Nous sortons du Marstroller… Je suis surpris de découvrir que la pesanteur, à l’intérieur du vaisseau, est supérieure à la gravité martienne. Assibir s’avance vers un sas à diaphragme qui s’ouvre… sur un long tunnel éclairé par une rampe lumineuse. Sa teinte est indéfinissable, on dirait une lumière noire… Je jette un regard vers Assibir… et tout redevient bleu ! Les couleurs semblent aléatoires…
À la suite d’Assibir, je franchis le seuil du sas… La membrane se referme derrière nous. Nous marchons jusqu’au fond de la coursive… Assibir retire son casque. La paroi sombre glisse devant nous… Un jeune Emnos nous attend. Grand, mince, le visage carré, les traits contrariés.
« Hidris ! », annonce Assibir. Nous empruntons une suite de couloirs jusqu’à une cage d’ascenseur. Assibir me fait signe d’entrer. Les deux Emnos me suivent. Nous montons, et les portes s’ouvrent sur une salle circulaire spacieuse. Entièrement cerclée de puissants blindages, elle ne comprend qu’une table ronde massive entourée de sept fauteuils imposants. Un Emnos, seul, se lève en nous voyant arriver.

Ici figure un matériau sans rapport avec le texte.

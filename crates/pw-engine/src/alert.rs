//! Alert event record.

use pw_core::{GeoPoint, PedestrianId, Timestamp};

/// An immutable proximity event: the vehicle's driving distance to a
/// pedestrian crossed into the alert threshold.
///
/// Alerts are emitted through [`ProximityObserver::on_alert`] and not stored
/// by the engine; bounded history is a consumer concern.
///
/// [`ProximityObserver::on_alert`]: crate::ProximityObserver::on_alert
#[derive(Debug, Clone)]
#[cfg_attr(feature = "serde", derive(serde::Serialize, serde::Deserialize))]
pub struct Alert {
    pub pedestrian: PedestrianId,
    /// Pedestrian location at detection time.
    pub location: GeoPoint,
    /// Driving distance to collision in metres.
    pub distance_m: f64,
    /// Timestamp of the position sample that triggered the detection.
    pub timestamp: Timestamp,
    /// `true` for the first detection of a continuous within-threshold
    /// episode; the flag re-arms once the distance leaves the threshold.
    pub is_first_detection: bool,
}
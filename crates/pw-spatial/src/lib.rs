//! `pw-spatial` — road-network graph, traffic model, and routing.
//!
//! # Crate layout
//!
//! | Module      | Contents                                                  |
//! |-------------|-----------------------------------------------------------|
//! | [`graph`]   | `RoadGraph`, `Node`, `Segment`, segment cost model        |
//! | [`traffic`] | `TrafficCondition`, `TrafficRules`, time-of-day overwrite |
//! | [`router`]  | `Router` trait, `Route`, `AStarRouter`                    |
//! | [`error`]   | `SpatialError`, `SpatialResult<T>`                        |
//!
//! # Feature flags
//!
//! | Flag    | Effect                                             |
//! |---------|----------------------------------------------------|
//! | `serde` | Derives `Serialize`/`Deserialize` on public types. |

pub mod error;
pub mod graph;
pub mod router;
pub mod traffic;


pub use error::{SpatialError, SpatialResult};
pub use graph::{Node, RoadGraph, Segment};
pub use router::{AStarRouter, Route, Router};
pub use traffic::{TrafficCondition, TrafficRules};
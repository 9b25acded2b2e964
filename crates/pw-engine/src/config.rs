//! Engine configuration.

use pw_core::GeoBounds;

/// Tuning knobs for [`ProximityEngine`][crate::ProximityEngine].
///
/// Typically loaded from a TOML/JSON file by the application crate (enable
/// the `serde` feature) and passed to [`EngineBuilder`][crate::EngineBuilder].
#[derive(Clone, Debug)]
#[cfg_attr(feature = "serde", derive(serde::Serialize, serde::Deserialize))]
pub struct EngineConfig {
    /// Driving distance at or below which a pedestrian counts as detected.
    /// Default: 2,000 m.
    pub alert_threshold_m: f64,

    /// Map area eligible for non-anchored pedestrian spawns.  Default: the
    /// whole globe.
    pub spawn_bounds: GeoBounds,

    /// Seed for spawn-position selection.  The same seed always produces
    /// identical spawn placements.
    pub seed: u64,
}

impl Default for EngineConfig {
    fn default() -> Self {
        Self {
            alert_threshold_m: 2_000.0,
            spawn_bounds: GeoBounds::WORLD,
            seed: 0,
        }
    }
}
// ── Spawn protocol ────────────────────────────────────────────────────────────

#[cfg(test)]
mod spawn {
    use pw_core::{GeoBounds, GeoPoint, NodeId, PedestrianId};
    use pw_spatial::{AStarRouter, Node, RoadGraph};

    use crate::{EngineBuilder, EngineConfig, Pedestrian};

    #[test]
    fn spawn_places_on_existing_nodes() {
        let mut engine = super::helpers::engine();
        let ids = engine.spawn_pedestrians(4);
        assert_eq!(ids.len(), 4);
        assert_eq!(engine.pedestrian_count(), 4);
        let node_locations: Vec<GeoPoint> =
            engine.graph.nodes().map(|n| n.location).collect();
        for ped in engine.pedestrians() {
            assert!(node_locations.contains(&ped.location));
            assert!(!ped.detected);
            assert!(ped.last_distance_m.is_none());
        }
    }

    #[test]
    fn spawn_is_deterministic_for_a_seed() {
        let config = EngineConfig { seed: 7, ..Default::default() };
        let mut a = super::helpers::engine_with_config(config.clone());
        let mut b = super::helpers::engine_with_config(config);
        a.spawn_pedestrians(6);
        b.spawn_pedestrians(6);
        let locs = |peds: Vec<Pedestrian>| -> Vec<GeoPoint> {
            peds.into_iter().map(|p| p.location).collect()
        };
        assert_eq!(locs(a.pedestrians()), locs(b.pedestrians()));
    }

    #[test]
    fn spawn_ids_are_sequential() {
        let mut engine = super::helpers::engine();
        let ids = engine.spawn_pedestrians(2);
        assert_eq!(ids, vec![PedestrianId::from("ped-1"), PedestrianId::from("ped-2")]);
    }

    #[test]
    fn empty_graph_spawns_none() {
        let mut engine = EngineBuilder::new(
            RoadGraph::new(),
            AStarRouter::new(),
            EngineConfig::default(),
        )
        .build()
        .unwrap();
        assert!(engine.spawn_pedestrians(5).is_empty());
        assert_eq!(engine.pedestrian_count(), 0);
    }

    #[test]
    fn spawn_respects_bounds() {
        // Box containing only node v at (0, 0).
        let config = EngineConfig {
            spawn_bounds: GeoBounds::new(-0.001, 0.001, -0.001, 0.001),
            ..Default::default()
        };
        let mut engine = super::helpers::engine_with_config(config);
        engine.spawn_pedestrians(3);
        for ped in engine.pedestrians() {
            assert_eq!(ped.location, GeoPoint::new(0.0, 0.0));
        }
    }

    #[test]
    fn spawn_near_uses_outgoing_destinations() {
        let mut engine = super::helpers::engine();
        // Nearest node to the anchor is v; its only outgoing destination is p1.
        let ids = engine.spawn_near(GeoPoint::new(0.0001, 0.0), 3);
        assert_eq!(ids.len(), 3);
        for ped in engine.pedestrians() {
            assert_eq!(ped.location, GeoPoint::new(0.0, 0.01));
        }
    }

    #[test]
    fn spawn_near_leaf_falls_back_to_anchor_node() {
        let mut graph = RoadGraph::new();
        graph
            .add_node(Node::new("solo", "Solo", GeoPoint::new(1.0, 1.0)))
            .unwrap();
        let mut engine =
            EngineBuilder::new(graph, AStarRouter::new(), EngineConfig::default())
                .build()
                .unwrap();
        engine.spawn_near(GeoPoint::new(1.0, 1.0), 2);
        for ped in engine.pedestrians() {
            assert_eq!(ped.location, GeoPoint::new(1.0, 1.0));
        }
    }

    #[test]
    fn spawn_near_empty_graph_is_noop() {
        let mut engine = EngineBuilder::new(
            RoadGraph::new(),
            AStarRouter::new(),
            EngineConfig::default(),
        )
        .build()
        .unwrap();
        assert!(engine.spawn_near(GeoPoint::new(0.0, 0.0), 2).is_empty());
    }

    #[test]
    fn spawn_maintains_node_display_counters() {
        let config = EngineConfig {
            spawn_bounds: GeoBounds::new(-0.001, 0.001, -0.001, 0.001),
            ..Default::default()
        };
        let mut engine = super::helpers::engine_with_config(config);
        engine.spawn_pedestrians(3);
        let v = NodeId::from("v");
        assert_eq!(engine.graph.node(&v).unwrap().pedestrian_count, 3);
        engine.clear_all();
        assert_eq!(engine.graph.node(&v).unwrap().pedestrian_count, 0);
    }

    #[test]
    fn clear_all_removes_everything() {
        let mut engine = super::helpers::engine();
        engine.spawn_pedestrians(3);
        engine.clear_all();
        assert_eq!(engine.pedestrian_count(), 0);
        assert!(engine.pedestrians().is_empty());
    }

    #[test]
    fn track_rejects_duplicate_id() {
        use crate::{EngineError, Pedestrian};
        let mut engine = super::helpers::engine();
        engine
            .track(Pedestrian::new("walker", GeoPoint::new(0.0, 0.01)))
            .unwrap();
        let err = engine.track(Pedestrian::new("walker", GeoPoint::new(0.0, 0.02)));
        assert!(matches!(err, Err(EngineError::DuplicatePedestrian(_))));
    }
}

// ── Detection pass ────────────────────────────────────────────────────────────

#[cfg(test)]
mod detection {
    use pw_core::{GeoPoint, PedestrianId, Timestamp};
    use pw_spatial::{AStarRouter, Node, RoadGraph};

    use super::helpers::Recorder;
    use crate::{EngineBuilder, EngineConfig, Pedestrian, PositionSample};

    fn at(lon: f64) -> PositionSample {
        PositionSample::new(GeoPoint::new(0.0, lon), Timestamp::at_hour(9))
    }

    #[test]
    fn one_first_alert_per_episode_and_rearming() {
        let mut engine = super::helpers::engine();
        engine
            .track(Pedestrian::new("walker", GeoPoint::new(0.0, 0.025)))
            .unwrap();
        let mut rec = Recorder::default();

        // 2,500 m away: out of range.
        engine.on_vehicle_position(at(0.0), &mut rec);
        assert!(rec.alerts.is_empty());

        // 1,500 m away: first detection.
        engine.on_vehicle_position(at(0.01), &mut rec);
        assert_eq!(rec.alerts.len(), 1);
        assert!(rec.alerts[0].is_first_detection);

        // Still in range: no further "first" alert.
        engine.on_vehicle_position(at(0.01), &mut rec);
        assert_eq!(rec.alerts.len(), 1);

        // Back out of range: detection clears, alert re-arms.
        engine.on_vehicle_position(at(0.0), &mut rec);
        assert_eq!(rec.alerts.len(), 1);
        assert!(engine.detected_pedestrians().is_empty());

        // Re-entry raises a fresh first alert.
        engine.on_vehicle_position(at(0.01), &mut rec);
        assert_eq!(rec.alerts.len(), 2);
        assert!(rec.alerts[1].is_first_detection);
    }

    #[test]
    fn alert_carries_sample_context() {
        let mut engine = super::helpers::engine();
        engine
            .track(Pedestrian::new("walker", GeoPoint::new(0.0, 0.01)))
            .unwrap();
        let mut rec = Recorder::default();
        let sample = PositionSample::new(GeoPoint::new(0.0, 0.0), Timestamp::at_hour(8));
        engine.on_vehicle_position(sample, &mut rec);

        let alert = &rec.alerts[0];
        assert_eq!(alert.pedestrian, PedestrianId::from("walker"));
        assert_eq!(alert.location, GeoPoint::new(0.0, 0.01));
        assert_eq!(alert.distance_m, 1_000.0);
        assert_eq!(alert.timestamp, Timestamp::at_hour(8));
        assert!(alert.is_first_detection);
    }

    #[test]
    fn last_distance_tracks_route_length() {
        let mut engine = super::helpers::engine();
        engine
            .track(Pedestrian::new("walker", GeoPoint::new(0.0, 0.025)))
            .unwrap();
        let mut rec = Recorder::default();
        engine.on_vehicle_position(at(0.0), &mut rec);
        let ped = engine.pedestrian(&PedestrianId::from("walker")).unwrap();
        assert_eq!(ped.last_distance_m, Some(2_500.0));
        assert!(!ped.detected);
    }

    #[test]
    fn zero_pedestrians_is_a_noop_pass() {
        let mut engine = super::helpers::engine();
        let mut rec = Recorder::default();
        engine.on_vehicle_position(at(0.0), &mut rec);
        assert!(rec.alerts.is_empty());
        assert_eq!(rec.snapshots.len(), 1);
        assert!(rec.snapshots[0].is_empty());
    }

    #[test]
    fn snapshot_published_every_pass() {
        let mut engine = super::helpers::engine();
        engine
            .track(Pedestrian::new("walker", GeoPoint::new(0.0, 0.01)))
            .unwrap();
        let mut rec = Recorder::default();
        engine.on_vehicle_position(at(0.0), &mut rec);
        engine.on_vehicle_position(at(0.01), &mut rec);
        assert_eq!(rec.snapshots.len(), 2);
        assert_eq!(rec.snapshots[1].len(), 1);
        assert!(rec.snapshots[1][0].detected);
    }

    #[test]
    fn disconnected_pedestrian_is_out_of_range() {
        let mut graph = super::helpers::line_network();
        // An island node with no segments.
        graph
            .add_node(Node::new("island", "Island", GeoPoint::new(0.5, 0.5)))
            .unwrap();
        let mut engine =
            EngineBuilder::new(graph, AStarRouter::new(), EngineConfig::default())
                .build()
                .unwrap();
        engine
            .track(Pedestrian::new("stranded", GeoPoint::new(0.5, 0.5)))
            .unwrap();
        let mut rec = Recorder::default();
        engine.on_vehicle_position(at(0.0), &mut rec);

        let ped = engine.pedestrian(&PedestrianId::from("stranded")).unwrap();
        assert!(ped.last_distance_m.is_none());
        assert!(!ped.detected);
        assert!(rec.alerts.is_empty());
    }

    #[test]
    fn empty_network_clears_detections() {
        let mut engine = EngineBuilder::new(
            RoadGraph::new(),
            AStarRouter::new(),
            EngineConfig::default(),
        )
        .build()
        .unwrap();
        engine
            .track(Pedestrian::new("walker", GeoPoint::new(0.0, 0.0)))
            .unwrap();
        let mut rec = Recorder::default();
        engine.on_vehicle_position(at(0.0), &mut rec);
        assert!(rec.alerts.is_empty());
        assert_eq!(rec.snapshots.len(), 1);
        assert!(!rec.snapshots[0][0].detected);
        assert!(rec.snapshots[0][0].last_distance_m.is_none());
    }

    #[test]
    fn each_pedestrian_evaluated_independently() {
        let mut engine = super::helpers::engine();
        engine
            .track(Pedestrian::new("near", GeoPoint::new(0.0, 0.01)))
            .unwrap();
        engine
            .track(Pedestrian::new("far", GeoPoint::new(0.0, 0.025)))
            .unwrap();
        let mut rec = Recorder::default();
        engine.on_vehicle_position(at(0.0), &mut rec);

        assert_eq!(rec.alerts.len(), 1);
        assert_eq!(rec.alerts[0].pedestrian, PedestrianId::from("near"));
        let detected = engine.detected_pedestrians();
        assert_eq!(detected.len(), 1);
        assert_eq!(detected[0].id, PedestrianId::from("near"));
    }

    #[test]
    fn distance_to_stitches_over_projections() {
        let mut engine = super::helpers::engine();
        engine
            .track(Pedestrian::new("walker", GeoPoint::new(0.0, 0.025)))
            .unwrap();
        let d = engine
            .distance_to(GeoPoint::new(0.0, 0.0), &PedestrianId::from("walker"))
            .unwrap()
            .unwrap();
        // Both endpoints sit exactly on nodes; pure route distance remains.
        assert!((d - 2_500.0).abs() < 1e-6);
    }

    #[test]
    fn distance_to_unknown_pedestrian_errors() {
        use crate::EngineError;
        let engine = super::helpers::engine();
        let result = engine.distance_to(GeoPoint::new(0.0, 0.0), &PedestrianId::from("ghost"));
        assert!(matches!(result, Err(EngineError::UnknownPedestrian(_))));
    }
}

Il ne respire pas la joie de vivre… Il a les pommettes saillantes, les joues creuses, les mâchoires serrées…
Assibir me fait face, elle dépressurise ma combinaison, et provoque le désengagement du casque que je retire…
« Ici, nous pouvons parler librement, dit Assibir. Hidris… et Uzat… de Tanacé 7.
— Nous nous sommes déjà croisés, annonce Uzat.
— Je suis Akid Farouk… Accessoirement administrateur de Ma’adim.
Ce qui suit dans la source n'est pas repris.